Борис Михайлович вошел одновременно с нами. Он поздоровался, улыбаясь, протер пенсне, и занятия начались как всегда — точно мы сидели не в промерзшей, сырой аудитории под слабым желтым светом единственной лампочки, а в его спокойном, доброжелательном доме.

…Нет ничего удивительного в том, что я забыл содержание моего доклада, который назывался сложно: «Смысл и композиция в их взаимоотношениях (по роману Достоевского «Бесы»)». Удивительно другое: доклад сохранился. В моем архиве нашлась желтенькая школьная тетрадка, исписанная беглым почерком, должно быть, в течение трех-четырех дней. Я прочитал ее и подивился тому, как прочно было забыто в ней то впечатление стремительности, неожиданных поворотов, ошеломляющих нападений на читателя из-за угла, которое так поразило меня, когда в четырнадцать лет я принялся за Достоевского впервые. Теперь мне минуло девятнадцать, и я хладнокровно разбирал «Бесов» как «результат взаимодействующих элементов»: «Единый сюжет распадается на составные части…»; «Вспомогательная роль автора-рассказчика — очевидна. Но откуда он берет материал для своей хроники?» и т. д.

Впрочем, главная мысль была неожиданно смелой: я утверждал, что на первое место следует поставить «идею скандала, как целенаправляющее явление». Скандалы были подсчитаны — около двадцати — и рассмотрены как композиционный фактор.
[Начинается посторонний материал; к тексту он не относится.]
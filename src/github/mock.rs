//! Scripted in-memory `GitHubApi` for tests.
//!
//! Pull requests, reviews and commits are seeded per key; notification
//! responses are queued and consumed in order. Every call is recorded so
//! tests can assert on side effects (threads marked read, PRs fetched).

use std::collections::{BTreeMap, HashMap, HashSet, VecDeque};
use std::sync::{Mutex, MutexGuard};
use std::time::Duration;

use async_trait::async_trait;
use chrono::{DateTime, Utc};

use crate::error::{MonitorError, Result};
use crate::github::client::GitHubApi;
use crate::github::types::{
    Commit, CommitDetail, GitActor, Notification, NotificationBatch, NotificationPage, NotificationQuery,
    NotificationRepository, NotificationSubject, PULL_REQUEST_SUBJECT, PullRequest, Review, User,
};

/// A recorded call against the mock
#[derive(Debug, Clone, PartialEq, Eq)]
pub enum MockCall {
    ListNotifications { if_modified_since: Option<String>, page: Option<u32>, all: bool },
    MarkThreadRead(String),
    MarkAllRead,
    ListOpenPulls(String),
    GetPull(String, u64),
    ListReviews(String, u64),
    ListCommits(String, u64),
    AuthenticatedUser,
}

/// Queued response for `list_notifications`
#[derive(Debug, Clone)]
enum NotificationResponse {
    Page(NotificationPage),
    Status(u16),
}

#[derive(Debug, Default)]
struct MockState {
    pulls: BTreeMap<(String, u64), PullRequest>,
    reviews: HashMap<(String, u64), Vec<Review>>,
    commits: HashMap<(String, u64), Vec<Commit>>,
    notifications: VecDeque<NotificationResponse>,
    notifications_status: Option<u16>,
    failing_repos: HashSet<String>,
    failing_pulls: HashSet<(String, u64)>,
    failing_reviews: HashSet<(String, u64)>,
    failing_commits: HashSet<(String, u64)>,
    login: String,
    calls: Vec<MockCall>,
}

/// In-memory GitHub double
#[derive(Debug)]
pub struct MockGitHub {
    state: Mutex<MockState>,
}

impl Default for MockGitHub {
    fn default() -> Self {
        Self::new()
    }
}

impl MockGitHub {
    pub fn new() -> Self {
        Self {
            state: Mutex::new(MockState {
                login: "reviewer".to_string(),
                ..Default::default()
            }),
        }
    }

    fn state(&self) -> MutexGuard<'_, MockState> {
        self.state.lock().unwrap_or_else(|e| e.into_inner())
    }

    fn server_error(message: &str) -> MonitorError {
        MonitorError::Api {
            status: 502,
            message: message.to_string(),
        }
    }

    // --- seeding -------------------------------------------------------

    pub fn set_login(&self, login: &str) {
        self.state().login = login.to_string();
    }

    /// Add or replace a pull request.
    pub fn add_pull(&self, repo: &str, pr: PullRequest) {
        self.state().pulls.insert((repo.to_string(), pr.number), pr);
    }

    pub fn remove_pull(&self, repo: &str, number: u64) {
        self.state().pulls.remove(&(repo.to_string(), number));
    }

    pub fn set_reviews(&self, repo: &str, number: u64, reviews: Vec<Review>) {
        self.state().reviews.insert((repo.to_string(), number), reviews);
    }

    pub fn set_commits(&self, repo: &str, number: u64, commits: Vec<Commit>) {
        self.state().commits.insert((repo.to_string(), number), commits);
    }

    /// Queue a notification page for the next `list_notifications` call.
    pub fn push_notifications(&self, page: NotificationPage) {
        self.state().notifications.push_back(NotificationResponse::Page(page));
    }

    /// Queue an error status for the next `list_notifications` call.
    pub fn push_notification_error(&self, status: u16) {
        self.state().notifications.push_back(NotificationResponse::Status(status));
    }

    /// Every `list_notifications` call fails with `status` (e.g. 403).
    pub fn deny_notifications(&self, status: u16) {
        self.state().notifications_status = Some(status);
    }

    pub fn fail_repo(&self, repo: &str) {
        self.state().failing_repos.insert(repo.to_string());
    }

    pub fn fail_pull(&self, repo: &str, number: u64) {
        self.state().failing_pulls.insert((repo.to_string(), number));
    }

    pub fn fail_reviews(&self, repo: &str, number: u64) {
        self.state().failing_reviews.insert((repo.to_string(), number));
    }

    pub fn fail_commits(&self, repo: &str, number: u64) {
        self.state().failing_commits.insert((repo.to_string(), number));
    }

    // --- inspection ----------------------------------------------------

    pub fn calls(&self) -> Vec<MockCall> {
        self.state().calls.clone()
    }

    pub fn marked_read(&self) -> Vec<String> {
        self.state()
            .calls
            .iter()
            .filter_map(|c| match c {
                MockCall::MarkThreadRead(id) => Some(id.clone()),
                _ => None,
            })
            .collect()
    }

    pub fn count_calls(&self, pred: impl Fn(&MockCall) -> bool) -> usize {
        self.state().calls.iter().filter(|c| pred(c)).count()
    }

    pub fn get_pull_calls(&self, repo: &str, number: u64) -> usize {
        self.count_calls(|c| matches!(c, MockCall::GetPull(r, n) if r == repo && *n == number))
    }

    pub fn clear_calls(&self) {
        self.state().calls.clear();
    }

    fn record(&self, call: MockCall) {
        self.state().calls.push(call);
    }
}

#[async_trait]
impl GitHubApi for MockGitHub {
    async fn list_notifications(&self, query: &NotificationQuery) -> Result<NotificationPage> {
        self.record(MockCall::ListNotifications {
            if_modified_since: query.if_modified_since.clone(),
            page: query.page,
            all: query.all,
        });

        let mut state = self.state();
        if let Some(status) = state.notifications_status {
            return Err(MonitorError::Api {
                status,
                message: "notifications denied".to_string(),
            });
        }
        match state.notifications.pop_front() {
            Some(NotificationResponse::Page(page)) => Ok(page),
            Some(NotificationResponse::Status(status)) => Err(MonitorError::Api {
                status,
                message: "scripted failure".to_string(),
            }),
            None => Ok(NotificationPage::NotModified),
        }
    }

    async fn mark_thread_read(&self, thread_id: &str) -> Result<()> {
        self.record(MockCall::MarkThreadRead(thread_id.to_string()));
        Ok(())
    }

    async fn mark_all_notifications_read(&self, _last_read_at: DateTime<Utc>) -> Result<()> {
        self.record(MockCall::MarkAllRead);
        Ok(())
    }

    async fn list_open_pulls(&self, repo: &str) -> Result<Vec<PullRequest>> {
        self.record(MockCall::ListOpenPulls(repo.to_string()));

        let state = self.state();
        if state.failing_repos.contains(repo) {
            return Err(Self::server_error("list pulls failed"));
        }
        Ok(state
            .pulls
            .iter()
            .filter(|((r, _), pr)| r == repo && pr.is_open())
            .map(|(_, pr)| pr.clone())
            .collect())
    }

    async fn get_pull(&self, repo: &str, number: u64) -> Result<PullRequest> {
        self.record(MockCall::GetPull(repo.to_string(), number));

        let state = self.state();
        let key = (repo.to_string(), number);
        if state.failing_pulls.contains(&key) {
            return Err(Self::server_error("get pull failed"));
        }
        state.pulls.get(&key).cloned().ok_or_else(|| MonitorError::Api {
            status: 404,
            message: "Not Found".to_string(),
        })
    }

    async fn list_reviews(&self, repo: &str, number: u64) -> Result<Vec<Review>> {
        self.record(MockCall::ListReviews(repo.to_string(), number));

        let state = self.state();
        let key = (repo.to_string(), number);
        if state.failing_reviews.contains(&key) {
            return Err(Self::server_error("list reviews failed"));
        }
        Ok(state.reviews.get(&key).cloned().unwrap_or_default())
    }

    async fn list_commits(&self, repo: &str, number: u64) -> Result<Vec<Commit>> {
        self.record(MockCall::ListCommits(repo.to_string(), number));

        let state = self.state();
        let key = (repo.to_string(), number);
        if state.failing_commits.contains(&key) {
            return Err(Self::server_error("list commits failed"));
        }
        Ok(state.commits.get(&key).cloned().unwrap_or_default())
    }

    async fn authenticated_user(&self) -> Result<String> {
        self.record(MockCall::AuthenticatedUser);
        Ok(self.state().login.clone())
    }
}

// --- fixtures ----------------------------------------------------------

/// An open, non-draft PR created an hour ago.
pub fn pull_request(number: u64, author: &str) -> PullRequest {
    PullRequest {
        number,
        title: format!("Change #{}", number),
        state: "open".to_string(),
        draft: false,
        user: User::new(author),
        html_url: format!("https://github.com/example/pull/{}", number),
        created_at: Utc::now() - chrono::Duration::hours(1),
        requested_reviewers: Vec::new(),
    }
}

pub fn review(reviewer: &str, state: &str, submitted_at: DateTime<Utc>) -> Review {
    Review {
        user: Some(User::new(reviewer)),
        state: state.to_string(),
        submitted_at: Some(submitted_at),
    }
}

pub fn commit(sha: &str, committed_at: DateTime<Utc>) -> Commit {
    Commit {
        sha: sha.to_string(),
        commit: CommitDetail {
            committer: Some(GitActor {
                date: Some(committed_at),
            }),
        },
    }
}

/// A PR notification for `repo#number`.
pub fn pr_notification(id: &str, repo: &str, number: u64) -> Notification {
    Notification {
        id: id.to_string(),
        subject: NotificationSubject {
            title: format!("Change #{}", number),
            url: Some(format!("https://api.github.com/repos/{}/pulls/{}", repo, number)),
            kind: PULL_REQUEST_SUBJECT.to_string(),
        },
        repository: NotificationRepository {
            full_name: repo.to_string(),
        },
        unread: true,
    }
}

/// A non-PR notification (issue, release, ...).
pub fn other_notification(id: &str, repo: &str, kind: &str) -> Notification {
    Notification {
        id: id.to_string(),
        subject: NotificationSubject {
            title: "Something else".to_string(),
            url: Some(format!("https://api.github.com/repos/{}/issues/1", repo)),
            kind: kind.to_string(),
        },
        repository: NotificationRepository {
            full_name: repo.to_string(),
        },
        unread: true,
    }
}

/// A modified notification page carrying the given polling hints.
pub fn notification_page(
    notifications: Vec<Notification>,
    last_modified: Option<&str>,
    poll_interval_secs: Option<u64>,
    next_page: Option<u32>,
) -> NotificationPage {
    NotificationPage::Modified(NotificationBatch {
        notifications,
        last_modified: last_modified.map(str::to_string),
        poll_interval: poll_interval_secs.map(Duration::from_secs),
        next_page,
    })
}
Среди них были незначительные (связанные главным образом с личностью Степана Трофимовича) и значительные (женитьба Ставрогина на Хромоножке).

Некоторые страницы пестрели терминами, значение которых я забыл.

…Начались прения, и о них не стоило бы упоминать, если бы Лунц, который сидел в первом ряду, грея руки дыханьем, не попросил слова.

Он заговорил о значении комического у Достоевского, о капитане Лебядкине, о буффонаде, которая резко и смело подстегивала воображение. Еще никем не прочтенная драматургия романов Достоевского ставит его на первое место среди великих русских писателей.

— У меня нет доказательств, — сказал он, обернувшись к Борису Михайловичу и глядя прямо в его глаза своими вдруг заблестевшими голубыми глазами. — Но я убежден, что Достоевский учился строить свои романы на фабульной традиции западноевропейского театра, не на романах Бальзака, а на его забытых, и, может быть, справедливо, драмах и мелодрамах.

И, забыв о моем реферате, он заговорил об интермедиях Сервантеса, о комедиях Лесажа, о миниатюрах Чехова, о сознательном игнорировании академической наукой того, что казалось ей ничтожным, случайным, не заслуживающим внимания.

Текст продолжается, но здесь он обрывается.